Generell spricht man von Epistasie, wenn ein Gen das Sichtbarwerden der Wirkung eines anderen überdeckt. Dieser Begriff gilt meist nur unter bestimmten Voraussetzungen. Analysiert man die Farbstoffzusammensetzung in den einzelnen Samen der Nachkommenschaft mit Hilfe biochemischer (chromatographischer) Methoden, bei denen beide Farbstoffe voneinander getrennt und anschließend identifiziert werden können, erhält man für jeden eine unabhängige Verteilung (Segregation) nach dem MENDELschen Spaltungsverhältnis 3:1 .
Doch liegen die Dinge nicht immer so einfach wie im geschilderten Fall. Epistasie kann sich nämlich auch darin äußern, daß ein weiteres Gen (hypostatisches Gen) überhaupt nicht zur Wirkung gelangt.
Die vorangegangenen Beispiele (15:1, 12:3:1) waren durch Segregation voneinander unabhängiger Gene erklärbar.

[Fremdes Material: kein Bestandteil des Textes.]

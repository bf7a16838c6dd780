//! Policy compilation errors.
//!
//! The `Display` text of each variant is the descriptive message reported to
//! whoever supplied the policy document.

/// Policy document or condition expression rejected by the compiler
#[derive(Debug, Clone, PartialEq, Eq, thiserror::Error)]
pub enum PolicyError {
    /// Document is not a mapping
    #[error("policy definition must be a dict but got {found}")]
    NotAMapping {
        /// Type of the supplied document
        found: String,
    },

    /// Document is an empty mapping
    #[error("policy definition is empty")]
    Empty,

    /// `format_version` is absent or not `"1.0"`
    #[error("missing or invalid policy format_version: must be 1.0")]
    InvalidFormatVersion,

    /// `permissions` is absent or empty
    #[error("missing permissions")]
    MissingPermissions,

    /// `permissions` is not a mapping
    #[error("invalid permissions: expect a dict but got {found}")]
    InvalidPermissions {
        /// Type of the supplied value
        found: String,
    },

    /// Rule-spec of a role is neither an expression nor a mapping
    #[error("bad right config for role '{role}': expect a dict but got {found}")]
    InvalidRightConfig {
        /// Normalized role name
        role: String,
        /// Type of the supplied value
        found: String,
    },

    /// Clause is not a keyword and not of the form `type:value`
    #[error("bad condition expression \"{expression}\"")]
    BadExpression {
        /// Clause as written
        expression: String,
    },

    /// Clause has a `type:value` shape with an unknown type
    #[error("bad condition expression \"{expression}\": invalid type \"{kind}\"")]
    InvalidConditionType {
        /// Clause as written
        expression: String,
        /// Normalized type prefix
        kind: String,
    },

    /// Expression list has no clauses
    #[error("bad condition expression - no conditions specified")]
    EmptyExpression,

    /// Expression list holds something other than a string
    #[error("bad condition expression - expect str but got {found}")]
    NonStringClause {
        /// Type of the offending element
        found: String,
    },

    /// Expression is neither a string nor a list
    #[error("bad condition expression type - expect str or list but got {found}")]
    InvalidExpressionType {
        /// Type of the supplied value
        found: String,
    },
}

Ein Verhältnis von 9:7 in der F2 erhält man bei dihybridem Erbgang, bei dem zwei unselbständige Gene komplementär zusammenwirken, d.h., wo jedes ohne das andere nicht in Erscheinung treten kann. So fand KAPPERT, daß bei gewissen Erbsensorten mit dem Merkmal violetthülsig, in entsprechenden Kreuzungen mit grünhülsigen Früchten, in der F2 neun violetthülsige auf sieben grünhülsige Früchte entfielen.
Es genügt also nicht, wenn nur eines der Gene in dominantem Zustand vorliegt. Durch spätere biochemische Analyse solcher Phänotypen konnte eine sinnvolle Erklärung gegeben werden. Die Bildung des violetten Farbstoffs erfolgt nämlich in zwei Schritten. Im ersten Schritt (bedingt durch das Gen V) entsteht aus einer Vorstufe des Farbstoffs ein ebenfalls noch farbloses Zwischenprodukt. Das Gen U bewirkt, daß dieses anschließend in den violetten Farbstoff umgewandelt wird. Wenn V in doppelt rezessivem Zustand vorliegt, kommt U nicht zur Wirkung, weil das Zwischenprodukt fehlt. Wenn U hingegen doppelt rezessiv ist, wird zwar das Zwischenprodukt gebildet, aber die Umwandlung in den Farbstoff unterbleibt.